## Work order
Each line in the entries below that holds the word "match" belongs in the answer.

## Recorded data
== Segment start ==

use std::sync::Arc;

use tokio::sync::Mutex;

use crate::trivia::controller::RoundController;

/// Shared application state injected into all route handlers via Axum extractors.
#[derive(Clone)]
pub struct AppState {
    /// The one game session served by this instance. Holding the lock across an
    /// `advance` makes concurrent clicks queue behind the pending prefetch.
    pub session: Arc<Mutex<RoundController>>,
}

impl AppState {
    pub fn new(controller: RoundController) -> Self {
        Self {
            session: Arc::new(Mutex::new(controller)),
        }
    }
}
pub mod ndjson;
pub mod questdb;
pub mod questdb_ilp;
pub mod store;

use std::{net::SocketAddr, time::Duration};

use metering_core::{MeterReading, MeterRecord};
use sqlx::postgres::{PgPool, PgPoolOptions};

use crate::{
    config::{AppConfig, SinkConfig, SinkKind},
    pipeline::{Envelope, PipelineError, Sink},
    store::QuestDbRecordStore,
};

pub use ndjson::NdjsonSink;
pub use questdb::QuestDbRecordSink;
pub use questdb_ilp::{QuestDbIlpParallelSink, QuestDbIlpReadingSink, QuestDbIlpSink};
pub use store::StoreSink;

/// Where metered records go.
pub enum RecordSink {
    Ndjson(NdjsonSink<MeterRecord>),
    Pgwire(QuestDbRecordSink),
}

impl RecordSink {
    pub async fn from_config(cfg: &AppConfig, sink: &SinkConfig) -> anyhow::Result<Self> {
        match sink.kind {
            SinkKind::Ndjson => {
                Ok(Self::Ndjson(NdjsonSink::new(sink.path.clone(), sink.batch_size)))
            }
            SinkKind::Pgwire => {
                let pool = connect_pool(cfg).await?;
                QuestDbRecordStore::new(pool.clone()).ensure_schema().await?;
                Ok(Self::Pgwire(QuestDbRecordSink::new(
                    pool,
                    sink.batch_size,
                    sink.max_retries,
                    Duration::from_millis(sink.retry_backoff_ms),
                )))
            }
            SinkKind::Ilp => {
                anyhow::bail!("records cannot be written over ILP; use ndjson or pgwire")
            }
        }
    }
}

#[async_trait::async_trait]
impl Sink<MeterRecord> for RecordSink {
    async fn run<S>(&self, input: S) -> Result<(), PipelineError>
    where
        S: futures::Stream<Item = Result<Envelope<MeterRecord>, PipelineError>>
            + Send
            + Unpin
            + 'static,
    {
        match self {
            Self::Ndjson(s) => s.run(input).await,
            Self::Pgwire(s) => s.run(input).await,
        }
    }
}

/// Where computed readings go.
pub enum ReadingSink {
    Ndjson(NdjsonSink<MeterReading>),
    Ilp(QuestDbIlpReadingSink),
}

impl ReadingSink {
    pub fn from_config(cfg: &AppConfig, sink: &SinkConfig) -> anyhow::Result<Self> {
        match sink.kind {
            SinkKind::Ndjson => {
                Ok(Self::Ndjson(NdjsonSink::new(sink.path.clone(), sink.batch_size)))
            }
            SinkKind::Ilp => {
                let ilp_addr: SocketAddr = cfg
                    .questdb()?
                    .ilp_tcp_addr
                    .parse()
                    .map_err(|e| anyhow::anyhow!("invalid questdb.ilp_tcp_addr: {e}"))?;
                Ok(Self::Ilp(QuestDbIlpReadingSink::new(
                    ilp_addr,
                    sink.batch_size,
                    sink.max_retries,
                    Duration::from_millis(sink.retry_backoff_ms),
                    sink.workers,
                )))
            }
            SinkKind::Pgwire => {
                anyhow::bail!("readings are written over ILP or ndjson, not pgwire")
            }
        }
    }
}

#[async_trait::async_trait]
impl Sink<MeterReading> for ReadingSink {
    async fn run<S>(&self, input: S) -> Result<(), PipelineError>
    where
        S: futures::Stream<Item = Result<Envelope<MeterReading>, PipelineError>>
            + Send
            + Unpin
            + 'static,
    {
        match self {
            Self::Ndjson(s) => s.run(input).await,
            Self::Ilp(s) => s.run(input).await,
        }
    }
}

pub async fn connect_pool(cfg: &AppConfig) -> anyhow::Result<PgPool> {
    let questdb = cfg.questdb()?;
    let pool = PgPoolOptions::new()
        .max_connections(questdb.max_connections)
        .connect(&questdb.uri)
        .await?;
    Ok(pool)
}

//! Time-weighted state reconstruction.
//!
//! A gauge sample holds its value from its own timestamp until the next
//! sample, as a step function. Steps are clamped to the aggregation window so
//! a value carried in from before the window only counts from `window.start`.

use std::collections::BTreeSet;

use super::Sample;
use crate::{
    config::GaugeAggregation,
    decimal::Decimal,
    domain::{MeterRecord, Unit},
    error::AggregationError,
    temporal::TimeWindow,
};

/// One step of the reconstructed state, already clamped to the window.
#[derive(Debug, Clone, Copy)]
struct Step<'a> {
    record: &'a MeterRecord,
    quantity: Decimal,
    valid: TimeWindow,
}

/// Apply a gauge aggregation to one unit's samples. `Ok(None)` on overflow.
///
/// Records whose state is visible inside the window are added to `contributors`.
pub(super) fn apply<'a>(
    kind: GaugeAggregation,
    samples: &mut [Sample<'a>],
    window: &TimeWindow,
    unit: &Unit,
    contributors: &mut BTreeSet<&'a str>,
) -> Result<Option<Decimal>, AggregationError> {
    let steps = steps(samples, window);
    let Some(last) = steps.last() else {
        return Err(AggregationError::NoStateInWindow(unit.to_string()));
    };
    contributors.extend(steps.iter().map(|s| s.record.id.as_str()));

    let value = match kind {
        GaugeAggregation::TimeWeightedAvg => time_weighted_avg(&steps, window),
        GaugeAggregation::PeakState => steps.iter().map(|s| s.quantity).max(),
        GaugeAggregation::MinState => steps.iter().map(|s| s.quantity).min(),
        GaugeAggregation::FinalState => Some(last.quantity),
    };
    Ok(value)
}

/// Sort samples and turn them into the non-empty steps inside `window`.
fn steps<'a>(samples: &mut [Sample<'a>], window: &TimeWindow) -> Vec<Step<'a>> {
    samples.sort_by(|a, b| a.order_key().cmp(&b.order_key()));

    let mut steps = Vec::with_capacity(samples.len());
    for (i, sample) in samples.iter().enumerate() {
        let until = samples.get(i + 1).map_or(window.end(), |next| next.at());
        if let Some(valid) = window.clamp(sample.at(), until) {
            steps.push(Step {
                record: sample.record,
                quantity: sample.quantity,
                valid,
            });
        }
    }
    steps
}

/// Σ(quantity × time held) / length of the whole window. Time before the
/// first known state contributes zero.
///
/// Durations are counted in the coarsest tick that divides all of them, so a
/// month of day-aligned steps multiplies by at most 31. If the exact products
/// still overflow, each step's share of the window is taken first, which
/// trades the last digits of precision for range.
fn time_weighted_avg(steps: &[Step<'_>], window: &TimeWindow) -> Option<Decimal> {
    let total = window.duration().whole_nanoseconds();
    let held: Vec<i128> = steps.iter().map(|s| s.valid.duration().whole_nanoseconds()).collect();
    let tick = held.iter().fold(total, |g, &h| gcd(g, h));
    if tick == 0 {
        return None;
    }
    let total_ticks = Decimal::from_i128(total / tick)?;

    let exact = steps
        .iter()
        .zip(&held)
        .try_fold(Decimal::ZERO, |acc, (step, &h)| {
            acc.checked_add(step.quantity.checked_mul(Decimal::from_i128(h / tick)?)?)
        })
        .and_then(|weighted| weighted.checked_div(total_ticks));

    exact
        .or_else(|| {
            steps.iter().zip(&held).try_fold(Decimal::ZERO, |acc, (step, &h)| {
                let share = Decimal::from_i128(h / tick)?.checked_div(total_ticks)?;
                acc.checked_add(step.quantity.checked_mul(share)?)
            })
        })
        .map(Decimal::normalize)
}

fn gcd(a: i128, b: i128) -> i128 {
    if b == 0 {
        a.abs()
    } else {
        gcd(b, a % b)
    }
}

#[cfg(test)]
mod tests {
    use super::super::test_support::*;
    use crate::{
        aggregate::aggregate,
        config::Aggregation,
        decimal::Decimal,
        domain::MeterRecord,
        error::AggregationError,
    };
    use time::macros::datetime;

    /// 28-day window: 2024-02-01 .. 2024-02-29.
    fn feb(aggregation: Aggregation) -> crate::config::AggregateConfig {
        config(aggregation, datetime!(2024-02-01 00:00:00 UTC), datetime!(2024-02-29 00:00:00 UTC))
    }

    fn seats_10_then_15() -> (MeterRecord, Vec<MeterRecord>) {
        let prior = record("evt0", datetime!(2024-01-20 00:00:00 UTC), &[("seats", "10")]);
        let inside = vec![record("evt1", datetime!(2024-02-16 00:00:00 UTC), &[("seats", "15")])];
        (prior, inside)
    }

    fn value(
        aggregation: Aggregation,
        prior: Option<&MeterRecord>,
        records: &[MeterRecord],
    ) -> Decimal {
        aggregate(records, prior, &feb(aggregation)).unwrap().computed_values[0].quantity
    }

    #[test]
    fn time_weighted_avg_weights_by_duration() {
        let (prior, inside) = seats_10_then_15();
        let avg = value(Aggregation::TIME_WEIGHTED_AVG, Some(&prior), &inside);

        assert_eq!(avg.round_dp(10), Decimal::parse("12.3214285714").unwrap());
        assert_ne!(avg, Decimal::parse("12.5").unwrap());
    }

    #[test]
    fn carried_value_alone_is_returned_exactly() {
        let prior = record("evt0", datetime!(2024-01-20 00:00:00 UTC), &[("seats", "7.25")]);
        assert_eq!(
            value(Aggregation::TIME_WEIGHTED_AVG, Some(&prior), &[]),
            Decimal::parse("7.25").unwrap()
        );
        assert_eq!(
            value(Aggregation::FINAL_STATE, Some(&prior), &[]),
            Decimal::parse("7.25").unwrap()
        );
    }

    #[test]
    fn without_carry_forward_state_starts_at_first_sample() {
        // 15 held for the last 13 of 28 days, nothing known before.
        let (_, inside) = seats_10_then_15();
        let avg = value(Aggregation::TIME_WEIGHTED_AVG, None, &inside);
        assert_eq!(avg.round_dp(10), Decimal::parse("6.9642857143").unwrap());
        assert_eq!(value(Aggregation::MIN_STATE, None, &inside), Decimal::from(15i64));
    }

    #[test]
    fn peak_min_and_final_state() {
        let prior = record("evt0", datetime!(2024-01-20 00:00:00 UTC), &[("seats", "10")]);
        let inside = vec![
            record("evt2", datetime!(2024-02-20 00:00:00 UTC), &[("seats", "4")]),
            record("evt1", datetime!(2024-02-10 00:00:00 UTC), &[("seats", "30")]),
        ];
        assert_eq!(value(Aggregation::PEAK_STATE, Some(&prior), &inside), Decimal::from(30i64));
        assert_eq!(value(Aggregation::MIN_STATE, Some(&prior), &inside), Decimal::from(4i64));
        assert_eq!(value(Aggregation::FINAL_STATE, Some(&prior), &inside), Decimal::from(4i64));
    }

    #[test]
    fn superseded_carry_forward_does_not_count_towards_extremes() {
        // A sample exactly at window start replaces the carried value immediately.
        let prior = record("evt0", datetime!(2024-01-20 00:00:00 UTC), &[("seats", "99")]);
        let inside = vec![record("evt1", datetime!(2024-02-01 00:00:00 UTC), &[("seats", "5")])];
        assert_eq!(value(Aggregation::PEAK_STATE, Some(&prior), &inside), Decimal::from(5i64));
        assert_eq!(
            value(Aggregation::TIME_WEIGHTED_AVG, Some(&prior), &inside),
            Decimal::from(5i64)
        );

        let reading = aggregate(&inside, Some(&prior), &feb(Aggregation::PEAK_STATE)).unwrap();
        assert_eq!(reading.record_count, 1);
    }

    #[test]
    fn large_quantities_average_without_overflow() {
        let big = |s: &str| Decimal::parse(s).unwrap();

        let prior = record(
            "evt0",
            datetime!(2024-01-20 00:00:00 UTC),
            &[("bytes", "100000000000000000000000")],
        );
        assert_eq!(
            value(Aggregation::TIME_WEIGHTED_AVG, Some(&prior), &[]),
            big("100000000000000000000000")
        );

        let inside = vec![record(
            "evt1",
            datetime!(2024-02-15 00:00:00 UTC),
            &[("bytes", "300000000000000000000000")],
        )];
        assert_eq!(
            value(Aggregation::TIME_WEIGHTED_AVG, Some(&prior), &inside),
            big("200000000000000000000000")
        );
    }

    #[test]
    fn near_mantissa_limit_falls_back_to_per_step_shares() {
        let prior = record(
            "evt0",
            datetime!(2024-01-20 00:00:00 UTC),
            &[("bytes", "40000000000000000000000000000")],
        );
        let inside = vec![record(
            "evt1",
            datetime!(2024-02-15 00:00:00 UTC),
            &[("bytes", "60000000000000000000000000000")],
        )];
        assert_eq!(
            value(Aggregation::TIME_WEIGHTED_AVG, Some(&prior), &inside),
            Decimal::parse("50000000000000000000000000000").unwrap()
        );
    }

    #[test]
    fn samples_after_window_end_only_close_the_previous_step() {
        let prior = record("evt0", datetime!(2024-01-20 00:00:00 UTC), &[("seats", "10")]);
        let after = record("evt9", datetime!(2024-03-05 00:00:00 UTC), &[("seats", "1")]);
        let later = [after.clone()];
        assert_eq!(value(Aggregation::MIN_STATE, Some(&prior), &later), Decimal::from(10i64));
        assert_eq!(value(Aggregation::FINAL_STATE, Some(&prior), &later), Decimal::from(10i64));

        let reading = aggregate(&[after], Some(&prior), &feb(Aggregation::FINAL_STATE)).unwrap();
        assert_eq!(reading.record_count, 1);
    }

    #[test]
    fn unit_with_no_state_in_window_fails_whole_reading() {
        let after = record("evt9", datetime!(2024-03-05 00:00:00 UTC), &[("seats", "1")]);
        assert_eq!(
            aggregate(&[after], None, &feb(Aggregation::PEAK_STATE)),
            Err(AggregationError::NoStateInWindow("seats".to_string()))
        );
    }

    #[test]
    fn each_unit_is_reconstructed_independently() {
        let prior = record(
            "evt0",
            datetime!(2024-01-20 00:00:00 UTC),
            &[("seats", "10"), ("gb", "100")],
        );
        let inside = vec![record("evt1", datetime!(2024-02-15 00:00:00 UTC), &[("seats", "20")])];

        let reading =
            aggregate(&inside, Some(&prior), &feb(Aggregation::TIME_WEIGHTED_AVG)).unwrap();
        assert_eq!(reading.value("gb").unwrap().quantity, Decimal::from(100i64));
        assert_eq!(reading.value("seats").unwrap().quantity, Decimal::from(15i64));
        assert_eq!(reading.record_count, 2);
    }
}
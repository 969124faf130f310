use std::{collections::BTreeMap, fs, path::PathBuf};

use metering_core::{AggregateConfig, ConfigurationError, MeteringConfig};
use serde::Deserialize;

#[derive(Debug, Clone, Deserialize)]
pub struct QuestDbConfig {
    pub uri: String,
    pub max_connections: u32,
    pub ilp_tcp_addr: String,
}

#[derive(Debug, Clone, Deserialize)]
pub struct HttpSourceConfig {
    pub http_bind_addr: String,
    pub channel_capacity: usize,
}

#[derive(Debug, Clone, Copy, PartialEq, Eq, Deserialize)]
#[serde(rename_all = "lowercase")]
pub enum SinkKind {
    /// Newline-delimited JSON to `path` (stdout when unset).
    Ndjson,
    /// QuestDB over the Postgres wire protocol.
    Pgwire,
    /// QuestDB line protocol over TCP.
    Ilp,
}

#[derive(Debug, Clone, Deserialize)]
pub struct SinkConfig {
    pub kind: SinkKind,
    pub batch_size: usize,
    pub max_retries: u32,
    pub retry_backoff_ms: u64,
    #[serde(default = "default_workers")]
    pub workers: usize,
    pub path: Option<PathBuf>,
}

fn default_workers() -> usize {
    1
}

#[derive(Debug, Clone, Deserialize)]
pub struct EventPipelineConfig {
    pub name: String,
    /// Key into `[metering]`.
    pub metering: String,
    pub source: HttpSourceConfig,
    pub sink: SinkConfig,
}

#[derive(Debug, Clone, Deserialize)]
pub struct ReadingsConfig {
    pub sink: SinkConfig,
}

#[derive(Debug, Clone, Deserialize)]
pub struct MetricsConfig {
    pub bind_addr: String,
}

#[derive(Debug, Clone, Deserialize)]
pub struct AppConfig {
    pub questdb: Option<QuestDbConfig>,
    pub events: EventPipelineConfig,
    pub readings: ReadingsConfig,
    #[serde(default)]
    pub metering: BTreeMap<String, MeteringConfig>,
    #[serde(default)]
    pub aggregations: BTreeMap<String, AggregateConfig>,
    pub metrics: Option<MetricsConfig>,
}

/// Supplies extraction and aggregation configuration by key.
pub trait ConfigProvider: Send + Sync {
    fn metering_config(&self, key: &str) -> Result<&MeteringConfig, ConfigurationError>;
    fn aggregate_config(&self, key: &str) -> Result<&AggregateConfig, ConfigurationError>;
}

impl ConfigProvider for AppConfig {
    fn metering_config(&self, key: &str) -> Result<&MeteringConfig, ConfigurationError> {
        self.metering
            .get(key)
            .ok_or_else(|| ConfigurationError::UnknownKey(key.to_string()))
    }

    fn aggregate_config(&self, key: &str) -> Result<&AggregateConfig, ConfigurationError> {
        self.aggregations
            .get(key)
            .ok_or_else(|| ConfigurationError::UnknownKey(key.to_string()))
    }
}

impl AppConfig {
    pub fn load() -> anyhow::Result<Self> {
        use std::env;

        let path =
            env::var("METERING_CONFIG").unwrap_or_else(|_| "metering-config.toml".to_string());
        let contents = fs::read_to_string(&path)?;
        let cfg = Self::from_toml_str(&contents)?;
        tracing::info!(
            path = %path,
            metering = cfg.metering.len(),
            aggregations = cfg.aggregations.len(),
            "loaded configuration"
        );
        Ok(cfg)
    }

    pub fn from_toml_str(contents: &str) -> anyhow::Result<Self> {
        let cfg: AppConfig = toml::from_str(contents)?;
        // The event pipeline must point at a real extraction config.
        cfg.metering_config(&cfg.events.metering)?;
        Ok(cfg)
    }

    pub fn questdb(&self) -> anyhow::Result<&QuestDbConfig> {
        self.questdb
            .as_ref()
            .ok_or_else(|| anyhow::anyhow!("a [questdb] section is required for pgwire/ilp sinks"))
    }
}
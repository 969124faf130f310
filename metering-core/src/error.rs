//! Error taxonomy for metering and aggregation.
//!
//! Every fallible constructor and both engine entry points return one of these
//! explicitly; nothing in the core panics on bad input.

use thiserror::Error;

/// Result alias over the umbrella [`MeteringError`].
pub type Result<T> = std::result::Result<T, MeteringError>;

/// Malformed value objects.
#[derive(Error, Debug, Clone, PartialEq, Eq)]
pub enum ValidationError {
    /// A required string field was empty or whitespace.
    #[error("{0} must not be empty")]
    EmptyField(&'static str),

    /// A timestamp carried the zero value of a wire format.
    #[error("{0} must not be a zero timestamp")]
    ZeroTimestamp(&'static str),

    #[error("invalid timestamp '{input}': {reason}")]
    InvalidTimestamp { input: String, reason: String },

    #[error("window start {start} is after window end {end}")]
    InvertedWindow { start: String, end: String },

    #[error("unrecognized aggregation: {0}")]
    UnknownAggregation(String),

    #[error("invalid decimal '{input}': {reason}")]
    InvalidDecimal { input: String, reason: String },

    /// A record was built without any observation.
    #[error("meter record must carry at least one observation")]
    NoObservations,
}

/// Extraction failures; any one of them discards the whole candidate record.
#[derive(Error, Debug, Clone, PartialEq, Eq)]
pub enum ExtractionError {
    #[error("event {event_id}: source property '{property}' is missing")]
    MissingProperty { event_id: String, property: String },

    #[error("event {event_id}: property '{property}' value '{value}' is not a decimal")]
    InvalidQuantity {
        event_id: String,
        property: String,
        value: String,
    },

    #[error("event {event_id}: {source}")]
    InvalidRecord {
        event_id: String,
        #[source]
        source: ValidationError,
    },
}

/// Aggregation failures; a reading is either complete or not produced.
#[derive(Error, Debug, Clone, PartialEq, Eq)]
pub enum AggregationError {
    #[error("no records in window and no carried-forward record")]
    NoData,

    /// Every step of a gauge unit fell outside the window.
    #[error("unit '{0}' has no state inside the window")]
    NoStateInWindow(String),

    #[error("records span multiple subjects or namespaces: '{expected}' vs '{found}'")]
    MixedSubjects { expected: String, found: String },

    #[error("arithmetic failure on unit '{unit}': {reason}")]
    Arithmetic { unit: String, reason: String },

    #[error(transparent)]
    Validation(#[from] ValidationError),
}

/// Invalid extraction or aggregation configuration.
#[derive(Error, Debug, Clone, PartialEq, Eq)]
pub enum ConfigurationError {
    #[error("metering config must contain at least one extraction")]
    EmptyExtractions,

    #[error("extraction #{index}: {reason}")]
    InvalidExtraction { index: usize, reason: String },

    #[error("aggregation window must satisfy start < end (got {start} .. {end})")]
    DegenerateWindow { start: String, end: String },

    #[error("no configuration registered under key '{0}'")]
    UnknownKey(String),

    #[error(transparent)]
    Validation(#[from] ValidationError),
}

/// Umbrella error for callers that do not care which stage failed.
#[derive(Error, Debug, Clone, PartialEq, Eq)]
pub enum MeteringError {
    #[error(transparent)]
    Validation(#[from] ValidationError),

    #[error(transparent)]
    Extraction(#[from] ExtractionError),

    #[error(transparent)]
    Aggregation(#[from] AggregationError),

    #[error(transparent)]
    Configuration(#[from] ConfigurationError),
}
use std::sync::Arc;

use futures::StreamExt;
use metering_core::MeterRecord;

use crate::{
    pipeline::{Envelope, PipelineError, Sink},
    store::RecordStore,
};

/// Upserts metered records into a [`RecordStore`] in batches.
pub struct StoreSink {
    store: Arc<dyn RecordStore>,
    batch_size: usize,
}

impl StoreSink {
    pub fn new(store: Arc<dyn RecordStore>, batch_size: usize) -> Self {
        Self {
            store,
            batch_size: batch_size.max(1),
        }
    }

    async fn flush(&self, batch: &mut Vec<MeterRecord>) -> Result<(), PipelineError> {
        if batch.is_empty() {
            return Ok(());
        }
        self.store
            .upsert(batch)
            .await
            .map_err(|e| PipelineError::Sink(e.to_string()))?;
        metrics::counter!("store_upserted_records_total").increment(batch.len() as u64);
        batch.clear();
        Ok(())
    }
}

#[async_trait::async_trait]
impl Sink<MeterRecord> for StoreSink {
    async fn run<S>(&self, mut input: S) -> Result<(), PipelineError>
    where
        S: futures::Stream<Item = Result<Envelope<MeterRecord>, PipelineError>>
            + Send
            + Unpin
            + 'static,
    {
        let mut batch = Vec::with_capacity(self.batch_size);

        while let Some(item) = input.next().await {
            match item {
                Ok(env) => batch.push(env.payload),
                Err(e) => {
                    tracing::warn!(error = %e, "skipping record that failed upstream");
                    continue;
                }
            }
            if batch.len() >= self.batch_size {
                self.flush(&mut batch).await?;
            }
        }

        self.flush(&mut batch).await
    }
}

#[cfg(test)]
mod tests {
    use super::*;
    use crate::store::{test_support::record, InMemoryRecordStore};
    use time::macros::datetime;

    #[tokio::test]
    async fn records_land_in_the_store() {
        let store = Arc::new(InMemoryRecordStore::new());
        let sink = StoreSink::new(store.clone(), 2);

        let items: Vec<Result<Envelope<MeterRecord>, PipelineError>> = ["a", "b", "c"]
            .into_iter()
            .map(|id| {
                let at = datetime!(2024-02-01 00:00:00 UTC);
                Ok(Envelope::now(record("customer:1", id, at, "calls", "1")))
            })
            .collect();
        sink.run(futures::stream::iter(items)).await.unwrap();

        assert_eq!(store.len().await, 3);
    }
}
use std::sync::Arc;

use metering_core::{meter, EventPayload, MeterRecord, MeteringConfig};
use time::macros::datetime;

use crate::pipeline::{Envelope, PipelineError, Transform};

/// Pure validation of an incoming event.
///
/// Rules:
/// - business time must lie within a broad sanity window [2000-01-01, 2100-01-01].
///
/// Field presence is already enforced when the payload is deserialized.
pub fn validate_event(
    env: Envelope<EventPayload>,
) -> Result<Envelope<EventPayload>, PipelineError> {
    let at = env.payload.time.as_offset();

    let min_ts = datetime!(2000-01-01 00:00:00 UTC);
    let max_ts = datetime!(2100-01-01 00:00:00 UTC);

    if at < min_ts || at > max_ts {
        return Err(PipelineError::Transform(format!(
            "event {}: timestamp out of allowed range",
            env.payload.id
        )));
    }

    Ok(env)
}

#[derive(Clone, Default)]
pub struct EventValidation;

#[async_trait::async_trait]
impl Transform<EventPayload, EventPayload> for EventValidation {
    async fn apply(
        &self,
        input: Envelope<EventPayload>,
    ) -> Result<Option<Envelope<EventPayload>>, PipelineError> {
        match validate_event(input) {
            Ok(env) => Ok(Some(env)),
            Err(e) => {
                metrics::counter!("validation_events_rejected_total").increment(1);
                Err(e)
            }
        }
    }
}

/// Runs the metering stage: one event in, at most one record out.
///
/// Events no extraction applies to are dropped quietly; extraction failures
/// surface as transform errors and the event yields nothing.
#[derive(Clone)]
pub struct MeterTransform {
    config: Arc<MeteringConfig>,
}

impl MeterTransform {
    pub fn new(config: MeteringConfig) -> Self {
        Self {
            config: Arc::new(config),
        }
    }
}

#[async_trait::async_trait]
impl Transform<EventPayload, MeterRecord> for MeterTransform {
    async fn apply(
        &self,
        input: Envelope<EventPayload>,
    ) -> Result<Option<Envelope<MeterRecord>>, PipelineError> {
        metrics::counter!("metering_events_total").increment(1);

        match meter(&input.payload, &self.config) {
            Ok(Some(record)) => {
                metrics::counter!("metering_records_total").increment(1);
                Ok(Some(input.map(record)))
            }
            Ok(None) => {
                metrics::counter!("metering_events_skipped_total").increment(1);
                Ok(None)
            }
            Err(e) => {
                metrics::counter!("metering_extraction_failures_total").increment(1);
                tracing::warn!(event_id = %input.payload.id, error = %e, "failed to meter event");
                Err(PipelineError::Transform(e.to_string()))
            }
        }
    }
}
pub mod aggregator;
pub mod config;
pub mod metrics_server;
pub mod observability;
pub mod pipeline;
pub mod sinks;
pub mod sources;
pub mod store;
pub mod transform;

pub use pipeline::{Envelope, Pipeline};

== Segment end ==

## Response below
        match sink.kind {
        match self {
        match sink.kind {
        match self {
    let value = match kind {
            match item {
        match validate_event(input) {
        match meter(&input.payload, &self.config) {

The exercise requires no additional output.